The training for three dogs—Jack, Prince and Bruno—from the Presidential Guard Unit for The Rwanda Defense Forces, in addition, earned us a visit from the president of Rwanda, H.E Paul. I was honored, but I felt it was the dogs that deserved the praise. In moments when I was recognized, I realized how much being a dog trainer had humbled me. These dogs were as important as humans to me.
While dogs have become my companions, they also provide a safe haven for me and my family. In September 2009, goons came to my home with the intent of causing harm to my daughters. My dogs, Scoobie, an 18-month-old cross German Shepherd and Rottweiler, Lulu, a 36-month-old Belgium Shepard, Linah, a six-month-old German Shepherd, and Susie, a six-month-old Doberman were lying strategically on the verandah of my mother’s house. My daughters ran fast to release the dogs, ordering them to pursue the intruders. After the fierce chase, two dogs returned to watch my daughters while the rest of them remained at the gate to watch out for the intruders in case they came back. It was love. Our dogs were protecting the people they deeply cared for.
5 | My Dogs, My Friends
Life is nothing without a legacy. My most humble moments are when I used my knowledge on dogs to impact people positively. I see dogs as my friends, and I believe they feel the same. I love and care for them, whether sick or healthy, young or old. Being a dog trainer may not be the most glamorous job, and some days I may come home with scratches, but I’m happy to see those scratches, knowing that I’m doing something I love. Not only am I doing what I love, but I’m helping both dogs and humans along the way. That is the most wonderful feeling in the world.

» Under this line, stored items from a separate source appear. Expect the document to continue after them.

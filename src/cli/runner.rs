use tracing::info;
use tracing_subscriber::EnvFilter;

use roicrop::{
    AnnotationStyle, CropParams, Point, RoiSelector, RoiShape, TargetSize,
    annotate_file_to_path, crop_directory_to_path, crop_file_to_path, parse_hex_color,
};

use super::args::{AnnotateArgs, CliArgs, Command, CropArgs};
use super::errors::AppError;

fn parse_size(size: &str) -> Result<TargetSize, AppError> {
    let target = size.parse::<TargetSize>().map_err(|_| AppError::InvalidSize {
        size: size.to_string(),
    })?;
    target.validated()?;
    Ok(target)
}

fn parse_point(point: &str) -> Result<Point, AppError> {
    point.parse::<Point>().map_err(|_| AppError::InvalidPoint {
        point: point.to_string(),
    })
}

fn crop_params(args: &CropArgs) -> Result<CropParams, AppError> {
    if let Some(config) = &args.config {
        info!("Loading crop parameters from {:?}", config);
        return Ok(CropParams::from_json_file(config)?);
    }
    let params = CropParams {
        size: parse_size(&args.size)?,
        resize: !args.no_resize,
        filter: args.filter,
        format: args.format,
        jpeg_quality: args.quality,
        sidecar: args.sidecar,
    };
    params.validate()?;
    Ok(params)
}

fn run_crop(args: CropArgs) -> Result<(), Box<dyn std::error::Error>> {
    let params = crop_params(&args)?;
    let batch_mode = args.batch || args.input_dir.is_some();

    if batch_mode {
        let input_dir = args.input_dir.ok_or(AppError::MissingArgument {
            arg: "--input-dir".to_string(),
        })?;
        let output_dir = args.output_dir.ok_or(AppError::MissingArgument {
            arg: "--output-dir".to_string(),
        })?;

        let report = crop_directory_to_path(&input_dir, &output_dir, &params, args.batch)?;
        println!(
            "processed={} skipped={} errors={}",
            report.processed, report.skipped, report.errors
        );
    } else {
        let input = args.input.ok_or(AppError::MissingArgument {
            arg: "--input".to_string(),
        })?;
        let output = args.output.ok_or(AppError::MissingArgument {
            arg: "--output".to_string(),
        })?;

        let plan = crop_file_to_path(&input, &output, &params)?;
        info!(
            "Successfully cropped: {:?} -> {:?} (offset {:?})",
            input, output, plan.offset
        );
    }
    Ok(())
}

fn run_annotate(args: AnnotateArgs) -> Result<(), Box<dyn std::error::Error>> {
    let shape = if args.square {
        RoiShape::Square
    } else {
        RoiShape::Rectangle
    };

    // Replay the two corner clicks through the same selector a GUI would drive
    let mut selector = RoiSelector::new();
    selector.open_image();
    selector.arm(shape)?;
    selector.click(parse_point(&args.from)?);
    let rect = selector
        .click(parse_point(&args.to)?)
        .ok_or_else(|| roicrop::Error::Selection("second corner did not place an ROI".to_string()))?;

    let display_size = match &args.display_size {
        Some(s) => Some(parse_size(s)?.dims()),
        None => None,
    };

    let style = AnnotationStyle {
        color: parse_hex_color(&args.color)?,
        thickness: args.thickness,
        scale: args.scale,
        corner: args.corner,
        ..AnnotationStyle::default()
    };
    style.validate()?;

    let placed = annotate_file_to_path(
        &args.input,
        &args.output,
        rect,
        display_size,
        &style,
        args.format,
    )?;
    info!(
        "Successfully annotated: {:?} -> {:?} (roi {:?})",
        args.input, args.output, placed
    );
    Ok(())
}

fn init_logging() {
    let filter = EnvFilter::try_from_default_env().unwrap_or_else(|_| EnvFilter::new("debug"));
    tracing_subscriber::fmt().with_env_filter(filter).init();
}

pub fn run(args: CliArgs) -> Result<(), Box<dyn std::error::Error>> {
    if args.log {
        init_logging();
    }

    match args.command {
        Command::Crop(crop) => run_crop(crop),
        Command::Annotate(annotate) => run_annotate(annotate),
    }
}
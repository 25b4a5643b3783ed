use std::path::Path;

use serde::{Deserialize, Serialize};

use crate::core::processing::crop::CropOptions;
use crate::error::{Error, Result};
use crate::types::{Corner, OutputFormat, ResizeFilter, TargetSize};

/// Crop parameters suitable for config files and presets
#[derive(Debug, Clone, PartialEq, Serialize, Deserialize)]
#[serde(default)]
pub struct CropParams {
    /// Output size; a single integer for a square crop
    pub size: TargetSize,
    /// Scale to cover the target before cropping
    pub resize: bool,
    pub filter: ResizeFilter,
    /// None means infer from the output extension
    pub format: Option<OutputFormat>,
    pub jpeg_quality: u8,
    /// Write a JSON sidecar with the crop geometry next to each output
    pub sidecar: bool,
}

impl Default for CropParams {
    fn default() -> Self {
        Self {
            size: TargetSize::Square(256),
            resize: true,
            filter: ResizeFilter::Lanczos3,
            format: None,
            jpeg_quality: 95,
            sidecar: false,
        }
    }
}

impl CropParams {
    pub fn from_json_file(path: &Path) -> Result<Self> {
        let json = std::fs::read_to_string(path)?;
        let params: CropParams = serde_json::from_str(&json)?;
        params.validate()?;
        Ok(params)
    }

    pub fn validate(&self) -> Result<()> {
        self.size.validated()?;
        if !(1..=100).contains(&self.jpeg_quality) {
            return Err(Error::InvalidArgument {
                arg: "jpeg_quality",
                value: self.jpeg_quality.to_string(),
            });
        }
        Ok(())
    }

    pub fn crop_options(&self) -> CropOptions {
        CropOptions {
            resize: self.resize,
            filter: self.filter,
        }
    }
}

/// How a region of interest is drawn onto the photograph
#[derive(Debug, Clone, PartialEq, Serialize, Deserialize)]
#[serde(default)]
pub struct AnnotationStyle {
    /// Outline and inset border color (RGB)
    pub color: [u8; 3],
    /// Outline width in pixels, 1..=20
    pub thickness: usize,
    /// Magnification of the inset, 1.0..=5.0
    pub scale: f32,
    pub corner: Corner,
    pub filter: ResizeFilter,
}

impl Default for AnnotationStyle {
    fn default() -> Self {
        Self {
            color: [255, 0, 0],
            thickness: 5,
            scale: 1.0,
            corner: Corner::LD,
            filter: ResizeFilter::CatmullRom,
        }
    }
}

impl AnnotationStyle {
    pub fn validate(&self) -> Result<()> {
        if !(1..=20).contains(&self.thickness) {
            return Err(Error::InvalidArgument {
                arg: "thickness",
                value: self.thickness.to_string(),
            });
        }
        if !(1.0..=5.0).contains(&self.scale) {
            return Err(Error::InvalidArgument {
                arg: "scale",
                value: self.scale.to_string(),
            });
        }
        Ok(())
    }
}

/// Parse an `RRGGBB` hex color, with or without a leading `#`.
pub fn parse_hex_color(s: &str) -> Result<[u8; 3]> {
    let invalid = || Error::InvalidArgument {
        arg: "color",
        value: s.to_string(),
    };
    let hex = s.trim().trim_start_matches('#');
    if hex.len() != 6 || !hex.is_ascii() {
        return Err(invalid());
    }
    let channel = |i: usize| u8::from_str_radix(&hex[i..i + 2], 16).map_err(|_| invalid());
    Ok([channel(0)?, channel(2)?, channel(4)?])
}

#[cfg(test)]
mod tests {
    use super::*;

    #[test]
    fn params_from_partial_json() {
        let params: CropParams = serde_json::from_str(r#"{"size": [400, 200], "resize": false}"#).unwrap();
        assert_eq!(params.size, TargetSize::Rect(400, 200));
        assert!(!params.resize);
        assert_eq!(params.jpeg_quality, 95);
        assert_eq!(params.filter, ResizeFilter::Lanczos3);
    }

    #[test]
    fn params_round_trip_through_json() {
        let params = CropParams {
            size: TargetSize::Square(128),
            format: Some(OutputFormat::JPEG),
            sidecar: true,
            ..CropParams::default()
        };
        let json = serde_json::to_string_pretty(&params).unwrap();
        let back: CropParams = serde_json::from_str(&json).unwrap();
        assert_eq!(back, params);
    }

    #[test]
    fn invalid_params_are_rejected() {
        let zero = CropParams {
            size: TargetSize::Square(0),
            ..CropParams::default()
        };
        assert!(zero.validate().is_err());
        let quality = CropParams {
            jpeg_quality: 0,
            ..CropParams::default()
        };
        assert!(quality.validate().is_err());
    }

    #[test]
    fn style_bounds() {
        assert!(AnnotationStyle::default().validate().is_ok());
        let thick = AnnotationStyle {
            thickness: 21,
            ..AnnotationStyle::default()
        };
        assert!(thick.validate().is_err());
        let scale = AnnotationStyle {
            scale: 0.5,
            ..AnnotationStyle::default()
        };
        assert!(scale.validate().is_err());
    }

    #[test]
    fn hex_colors() {
        assert_eq!(parse_hex_color("#ff8000").unwrap(), [255, 128, 0]);
        assert_eq!(parse_hex_color("00FF00").unwrap(), [0, 255, 0]);
        assert!(parse_hex_color("fff").is_err());
        assert!(parse_hex_color("zzzzzz").is_err());
    }
}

This is the story of Robert Wafula
Robert was born in Nairobi city, Kenya. A first-born in a family of five children, he displayed his interest to handle dogs and had the chance to visit the world through his passion. Robert is married with children and currently works in a private security firm as a Dog Master. Besides training dogs, he also trains dog owners, handlers and securing personnel. He finds joy in bringing out the best in both dogs and humans. Robert has always dreamed of establishing a rehabilitation center for neglected dogs and drug-addicted youths. The idea is to train youths recovering from drugs and other vices and give them a second chance at life by tending to dogs. He thinks it may just be the breakthrough both parties need. He hopes one day to make his dream come true.
This story first touched our hearts on May 7, 2018.